Lastly, they break bread together. Jesus instructs the 70 to eat and drink whatever they provide - placing relationship and hospitality over any expectation to remain committed to God’s food laws of Jewish tradition. This is a powerful invitation to receive something unexpected from what others have to offer to you.
But Jesus’ instructions are not yet complete: he offers instructions on what to do when they are welcomed, as well as when they are not. Jesus does not call for the disciples to remain where they are not wanted. In fact, he offers them to state: “even the dust of your town that clings to our feet, we wipe off in protest against you.” Now, theologians differ on the intent of this passage. I myself find it hard to understand that in the midst of ministry work Jesus would offer words that sound full of judgement?
However, just last week our text offered a similar experience of rejection: an account of Jesus preparing to enter a city of Samaritans, who “did not receive him because his face was set toward Jerusalem.” Jesus himself was not welcomed into this city. If you recall, when this took place, the disciples offered judgement as they stated: “Lord, do you want us to command fire to come down from heaven and consume them?” And Jesus rebuked them, and they went on to another village.
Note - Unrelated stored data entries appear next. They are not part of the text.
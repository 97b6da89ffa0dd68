//! Visual-code lookup: payload format, resolution and the scan loop.

mod payload;
mod resolver;
mod scanner;

pub use payload::{encode, extract_identifier, parse, LookupPayload};
pub use resolver::{LookupOutcome, LookupResolver};
pub use scanner::{FrameDecoder, ScanFeed, ScanSession};

use crate::models::Profile;

/// Edge length, in pixels, of a rendered profile code.
pub const CODE_IMAGE_SIZE: u32 = 300;

/// Capability that turns text into a scannable image.
pub trait CodeRenderer {
    type Image;
    type Error: std::fmt::Display;

    fn encode_to_image(&self, text: &str, width: u32, height: u32)
        -> Result<Self::Image, Self::Error>;
}

/// Render the lookup code for `profile` as a square [`CODE_IMAGE_SIZE`] image.
pub fn render_profile_code<C: CodeRenderer>(
    renderer: &C,
    profile: &Profile,
) -> Result<C::Image, C::Error> {
    renderer
        .encode_to_image(&encode(profile), CODE_IMAGE_SIZE, CODE_IMAGE_SIZE)
        .inspect_err(|error| tracing::warn!("Failed to render profile code: {error}"))
}

#[cfg(test)]
mod tests {
    use super::*;
    use crate::test_support::manual_profile;
    use std::cell::RefCell;

    #[derive(Default)]
    struct RecordingRenderer {
        calls: RefCell<Vec<(String, u32, u32)>>,
    }

    impl CodeRenderer for RecordingRenderer {
        type Image = usize;
        type Error = String;

        fn encode_to_image(&self, text: &str, width: u32, height: u32) -> Result<usize, String> {
            if text.is_empty() {
                return Err("nothing to encode".to_string());
            }
            self.calls.borrow_mut().push((text.to_string(), width, height));
            Ok(text.len())
        }
    }

    #[test]
    fn renders_payload_at_fixed_size() {
        let renderer = RecordingRenderer::default();
        let profile = manual_profile("Ada", "Lovelace", "ada@example.com");

        let image = render_profile_code(&renderer, &profile).unwrap();

        let calls = renderer.calls.borrow();
        assert_eq!(calls.len(), 1);
        assert_eq!(calls[0], (encode(&profile), 300, 300));
        assert_eq!(image, calls[0].0.len());
        assert_eq!(extract_identifier(&calls[0].0), Some(profile.id));
    }
}
//! Headless screen state for a profile list.
//!
//! A [`ProfileSession`] ties the sync coordinator, the query view and the lookup
//! resolver to one scope: a status cell (`is_loading`, `error`, `profile_count`),
//! the selected profile, and the background tasks it spawned. Closing the
//! session aborts those tasks and stops its live views; store writes already
//! started still commit whole.

use std::future::Future;
use std::sync::atomic::{AtomicUsize, Ordering};
use std::sync::{Arc, Mutex, MutexGuard, PoisonError};

use tokio::sync::watch;
use tokio::task::JoinSet;

use crate::db::StoreView;
use crate::error::SyncResult;
use crate::lookup::{LookupOutcome, LookupResolver};
use crate::models::{Profile, ProfileId};
use crate::query::{QueryViewManager, SortMode};
use crate::remote::RemoteSource;
use crate::services::Subscription;
use crate::sync::SyncCoordinator;

/// Observable status of a session.
#[derive(Debug, Clone, Default, PartialEq, Eq)]
pub struct SessionStatus {
    pub is_loading: bool,
    /// Last failure, until cleared or replaced
    pub error: Option<String>,
    pub profile_count: u64,
}

struct SessionInner<R> {
    sync: SyncCoordinator<R>,
    lookup: LookupResolver,
    status: watch::Sender<SessionStatus>,
    in_flight: AtomicUsize,
}

/// Marks the session as loading while alive, including when its task is aborted.
struct LoadingGuard<'a> {
    status: &'a watch::Sender<SessionStatus>,
    in_flight: &'a AtomicUsize,
}

impl<'a> LoadingGuard<'a> {
    fn begin(status: &'a watch::Sender<SessionStatus>, in_flight: &'a AtomicUsize) -> Self {
        in_flight.fetch_add(1, Ordering::SeqCst);
        publish_loading(status, in_flight);
        Self { status, in_flight }
    }
}

impl Drop for LoadingGuard<'_> {
    fn drop(&mut self) {
        self.in_flight.fetch_sub(1, Ordering::SeqCst);
        publish_loading(self.status, self.in_flight);
    }
}

fn publish_loading(status: &watch::Sender<SessionStatus>, in_flight: &AtomicUsize) {
    status.send_if_modified(|status| {
        let loading = in_flight.load(Ordering::SeqCst) > 0;
        let changed = status.is_loading != loading;
        status.is_loading = loading;
        changed
    });
}

impl<R: RemoteSource> SessionInner<R> {
    fn set_error(&self, message: Option<String>) {
        self.status.send_if_modified(|status| {
            let changed = status.error != message;
            status.error = message;
            changed
        });
    }

    /// Run `operation`, recording a failure as the session error.
    async fn report<T>(
        &self,
        context: Option<&str>,
        operation: impl Future<Output = SyncResult<T>>,
    ) -> SyncResult<T> {
        let result = operation.await;
        if let Err(error) = &result {
            let message = match context {
                Some(context) => format!("{context}: {error}"),
                None => error.to_string(),
            };
            self.set_error(Some(message));
        }
        result
    }

    /// Like [`SessionInner::report`], clearing the error first and flagging loading.
    async fn load<T>(
        &self,
        context: Option<&str>,
        operation: impl Future<Output = SyncResult<T>>,
    ) -> SyncResult<T> {
        let _loading = LoadingGuard::begin(&self.status, &self.in_flight);
        self.set_error(None);
        self.report(context, operation).await
    }

    async fn populate(&self) -> SyncResult<Vec<Profile>> {
        if !self.report(None, self.sync.is_empty()).await? {
            return Ok(Vec::new());
        }
        self.load(None, self.sync.ensure_populated()).await
    }
}

/// One screen's worth of profile state.
///
/// Create within a tokio runtime.
pub struct ProfileSession<R> {
    inner: Arc<SessionInner<R>>,
    query: QueryViewManager,
    tasks: Mutex<JoinSet<()>>,
    count_view: Mutex<Option<Subscription>>,
}

impl<R: RemoteSource> ProfileSession<R> {
    /// Start observing the store and populate it in the background if it is empty.
    pub fn start(sync: SyncCoordinator<R>) -> Self {
        let store = sync.store().clone();
        let (status, _) = watch::channel(SessionStatus::default());
        let inner = Arc::new(SessionInner {
            sync,
            lookup: LookupResolver::new(store.clone()),
            status,
            in_flight: AtomicUsize::new(0),
        });

        let counter = Arc::clone(&inner);
        let count_view = store.subscribe(StoreView::Recent, move |profiles| {
            let count = u64::try_from(profiles.len()).unwrap_or(u64::MAX);
            counter.status.send_if_modified(|status| {
                let changed = status.profile_count != count;
                status.profile_count = count;
                changed
            });
        });

        let session = Self {
            inner,
            query: QueryViewManager::new(store),
            tasks: Mutex::new(JoinSet::new()),
            count_view: Mutex::new(Some(count_view)),
        };
        session.spawn(|inner| async move {
            let _ = inner.populate().await;
        });
        session
    }

    fn lock_tasks(&self) -> MutexGuard<'_, JoinSet<()>> {
        self.tasks.lock().unwrap_or_else(PoisonError::into_inner)
    }

    fn spawn<F, Fut>(&self, task: F)
    where
        F: FnOnce(Arc<SessionInner<R>>) -> Fut,
        Fut: Future<Output = ()> + Send + 'static,
    {
        let mut tasks = self.lock_tasks();
        while tasks.try_join_next().is_some() {}
        tasks.spawn(task(Arc::clone(&self.inner)));
    }

    pub fn status(&self) -> SessionStatus {
        self.inner.status.borrow().clone()
    }

    pub fn subscribe_status(&self) -> watch::Receiver<SessionStatus> {
        self.inner.status.subscribe()
    }

    pub fn clear_error(&self) {
        self.inner.set_error(None);
    }

    pub fn sync(&self) -> &SyncCoordinator<R> {
        &self.inner.sync
    }

    pub const fn query(&self) -> &QueryViewManager {
        &self.query
    }

    /// Displayed list for the active sort mode and search.
    pub fn profiles(&self) -> Vec<Profile> {
        self.query.current()
    }

    pub fn subscribe_profiles(&self) -> watch::Receiver<Vec<Profile>> {
        self.query.subscribe()
    }

    pub fn set_sort_mode(&self, mode: SortMode) {
        self.query.set_sort_mode(mode);
    }

    pub fn set_search_text(&self, text: impl Into<String>) {
        self.query.set_search_text(text);
    }

    pub fn clear_search(&self) {
        self.query.clear_search();
    }

    pub async fn refresh(&self, count: usize, force: bool) -> SyncResult<Vec<Profile>> {
        self.inner.load(None, self.inner.sync.refresh(count, force)).await
    }

    /// Background [`ProfileSession::refresh`]; failures land in the status.
    pub fn spawn_refresh(&self, count: usize, force: bool) {
        self.spawn(move |inner| async move {
            let _ = inner.load(None, inner.sync.refresh(count, force)).await;
        });
    }

    pub async fn fill_database(&self, count: usize) -> SyncResult<Vec<Profile>> {
        self.inner
            .load(Some("Failed to fill database"), self.inner.sync.fill(count))
            .await
    }

    pub fn spawn_fill(&self, count: usize) {
        self.spawn(move |inner| async move {
            let _ = inner
                .load(Some("Failed to fill database"), inner.sync.fill(count))
                .await;
        });
    }

    pub async fn add_random(&self) -> SyncResult<Profile> {
        self.inner.report(None, self.inner.sync.add_one()).await
    }

    pub async fn create_manual(&self, profile: Profile) -> SyncResult<Profile> {
        self.inner
            .report(
                Some("Failed to create profile"),
                self.inner.sync.create_manual(profile),
            )
            .await
    }

    /// Write through, replacing the selection when it is the same profile.
    pub async fn update(&self, profile: Profile) -> SyncResult<Profile> {
        let updated = self
            .inner
            .report(
                Some("Failed to update profile"),
                self.inner.sync.update(profile),
            )
            .await?;
        if self.selected().is_some_and(|selected| selected.id == updated.id) {
            self.inner.lookup.select(updated.clone());
        }
        Ok(updated)
    }

    /// Delete, clearing the selection when it is the deleted profile.
    pub async fn delete(&self, id: &ProfileId) -> SyncResult<u64> {
        let removed = self
            .inner
            .report(
                Some("Failed to delete profile"),
                self.inner.sync.delete_one(id),
            )
            .await?;
        if self.selected().is_some_and(|selected| &selected.id == id) {
            self.inner.lookup.clear_selection();
        }
        Ok(removed)
    }

    pub async fn empty_database(&self) -> SyncResult<u64> {
        let _loading = LoadingGuard::begin(&self.inner.status, &self.inner.in_flight);
        let removed = self
            .inner
            .report(
                Some("Failed to empty database"),
                self.inner.sync.delete_all(),
            )
            .await?;
        self.inner.lookup.clear_selection();
        Ok(removed)
    }

    pub fn selected(&self) -> Option<Profile> {
        self.inner.lookup.selected()
    }

    pub fn subscribe_selected(&self) -> watch::Receiver<Option<Profile>> {
        self.inner.lookup.subscribe_selected()
    }

    pub fn select(&self, profile: Profile) {
        self.inner.lookup.select(profile);
    }

    pub fn clear_selection(&self) {
        self.inner.lookup.clear_selection();
    }

    pub fn lookup(&self) -> &LookupResolver {
        &self.inner.lookup
    }

    /// Resolve scanned text; a miss is reported through the status error.
    pub async fn resolve_scan(&self, text: &str) -> SyncResult<LookupOutcome> {
        let outcome = self
            .inner
            .report(Some("Database error"), self.inner.lookup.resolve(text))
            .await?;
        match &outcome {
            LookupOutcome::Resolved(_) => self.inner.set_error(None),
            LookupOutcome::NotFound { .. } => self.inner.set_error(outcome.not_found_message()),
            LookupOutcome::Suppressed | LookupOutcome::InvalidPayload => {}
        }
        Ok(outcome)
    }

    pub async fn reset_lookup(&self) {
        self.inner.lookup.reset().await;
    }

    /// Abort background work and stop every live view of this session.
    pub fn close(&self) {
        self.lock_tasks().abort_all();
        self.query.close();
        if let Some(count_view) = self
            .count_view
            .lock()
            .unwrap_or_else(PoisonError::into_inner)
            .take()
        {
            count_view.cancel();
        }
        tracing::debug!("Profile session closed");
    }
}

impl<R> Drop for ProfileSession<R> {
    fn drop(&mut self) {
        self.tasks
            .get_mut()
            .unwrap_or_else(PoisonError::into_inner)
            .abort_all();
    }
}
//! Fixtures shared by unit tests.

use std::collections::VecDeque;
use std::sync::atomic::{AtomicUsize, Ordering};
use std::sync::Mutex;

use crate::error::{SyncError, SyncResult};
use crate::models::{
    Credentials, DatedAge, Location, NationalId, PersonName, Pictures, Profile, ProfileId,
    Provenance,
};
use crate::remote::RemoteSource;
use crate::util::next_timestamp_millis;

/// A remote-provenance profile with a fresh time-qualified id.
pub fn remote_profile(first: &str, last: &str, country: &str, city: &str) -> Profile {
    let created_at = next_timestamp_millis();
    let remote_uuid = uuid::Uuid::now_v7().to_string();
    Profile {
        id: ProfileId::qualified(&remote_uuid, created_at).unwrap(),
        gender: "female".to_string(),
        name: PersonName::new("Ms", first, last),
        email: format!("{}.{}@example.com", first.to_lowercase(), last.to_lowercase()),
        phone: "(555) 010-0000".to_string(),
        cell: "(555) 010-0001".to_string(),
        nationality: "CA".to_string(),
        location: Location {
            street_number: 42,
            street_name: "Main Street".to_string(),
            city: city.to_string(),
            state: "State".to_string(),
            country: country.to_string(),
            postcode: "A1B 2C3".to_string(),
            latitude: "43.6532".to_string(),
            longitude: "-79.3832".to_string(),
            timezone_offset: "-5:00".to_string(),
            timezone_description: "Eastern Time (US & Canada), Bogota, Lima".to_string(),
        },
        date_of_birth: DatedAge {
            date: "1990-04-12T08:15:00.000Z".to_string(),
            age: 36,
        },
        registered: DatedAge {
            date: "2015-06-01T10:00:00.000Z".to_string(),
            age: 11,
        },
        login: Credentials {
            uuid: remote_uuid,
            username: format!("{}{}", first.to_lowercase(), 7),
            password: "secret".to_string(),
            salt: "salt".to_string(),
            md5: "md5".to_string(),
            sha1: "sha1".to_string(),
            sha256: "sha256".to_string(),
        },
        national_id: NationalId {
            name: Some("SIN".to_string()),
            value: Some("046 454 286".to_string()),
        },
        picture: Pictures {
            large: "https://randomuser.me/api/portraits/women/1.jpg".to_string(),
            medium: "https://randomuser.me/api/portraits/med/women/1.jpg".to_string(),
            thumbnail: "https://randomuser.me/api/portraits/thumb/women/1.jpg".to_string(),
        },
        created_at,
        provenance: Provenance::Remote,
    }
}

/// A manual-provenance profile.
pub fn manual_profile(first: &str, last: &str, email: &str) -> Profile {
    Profile::new_manual(PersonName::new("", first, last), email)
}

/// Scripted `RemoteSource` that counts calls.
///
/// Each fetch pops the next scripted outcome; an exhausted script answers with
/// a network failure.
#[derive(Default)]
pub struct FakeRemote {
    outcomes: Mutex<VecDeque<SyncResult<Vec<Profile>>>>,
    calls: AtomicUsize,
}

impl FakeRemote {
    pub fn new() -> Self {
        Self::default()
    }

    pub fn with_batch(self, batch: Vec<Profile>) -> Self {
        self.push(Ok(batch));
        self
    }

    pub fn with_failure(self, failure: SyncError) -> Self {
        self.push(Err(failure));
        self
    }

    pub fn push(&self, outcome: SyncResult<Vec<Profile>>) {
        self.outcomes.lock().unwrap().push_back(outcome);
    }

    pub fn calls(&self) -> usize {
        self.calls.load(Ordering::SeqCst)
    }
}

impl RemoteSource for FakeRemote {
    async fn fetch_many(&self, _count: usize) -> SyncResult<Vec<Profile>> {
        self.calls.fetch_add(1, Ordering::SeqCst);
        let outcome = self.outcomes.lock().unwrap().pop_front();
        outcome.unwrap_or_else(|| Err(SyncError::Network("no scripted response".to_string())))
    }
}

/// `count` remote profiles named `Person0..`, created in order.
pub fn remote_batch(count: usize) -> Vec<Profile> {
    (0..count)
        .map(|i| remote_profile(&format!("Person{i}"), "Batch", "Chile", "Arica"))
        .collect()
}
Therefore why, in the very next passage would Jesus’ instructions be read as judgement?
Perhaps there is a different way to see it. You see, immediately after the instruction to wipe the dust, they are instructed to tell the city: “The kingdom of God has come near.”
This is the same message to the cities that welcome the disciples. The kingdom of God is near to them regardless of their decision to welcome the disciples into their cities.
Jesus calls the disciples to offer Peace, and when welcomed, to eat what is set before you, cure the sick who are there, and say: “the kingdom of God has come near to you.” The seventy were called to be faithful, accept the hospitality of others, and offer what God is doing through them. Jesus offers instructions and authority for the disciples to go out, to share the good news that the kingdom of God has come near, and when they returned and celebrated their success, they were instructed not to not rejoice in that authority, but to rejoice that their names are written in heaven.
They are called to offer to others, and in turn are granted themselves, a reminder of God’s continued presence and activity in the world. Church, we are in the season of Pentecost - the season in which we are reminded of the work of God through us, through the power of the Holy Spirit. By offering the presence of God to others, we have the opportunity to see and experience the work of the Holy Spirit within ourselves.
Offering the presence of God to others brings us to the table fellowship of communion: sharing in the breaking of bread with others is important enough that through the passage Jesus instructs them not once, but twice to “eat what is set before you.” Although this could easily be overlooked in a passage this full of content, I want to pause for a moment to reflect on what it means to receive the hospitality of another. After all, isn’t that what we are doing each time we partake and receive communion? God is freely offering the blessing of Christ with us. By receiving, we are joined together in community and connection to one another. We have the opportunity to see what God is offering. Here at Royal Lane, we are diverse people, united in Christ. We come from unique perspectives and places in our lives, and join together with the common thread of thanksgiving for what God has done, and living it forward.
The invitation to us is to join in community, connection, and communion. Are you offering the Peace of Christ? May it be so.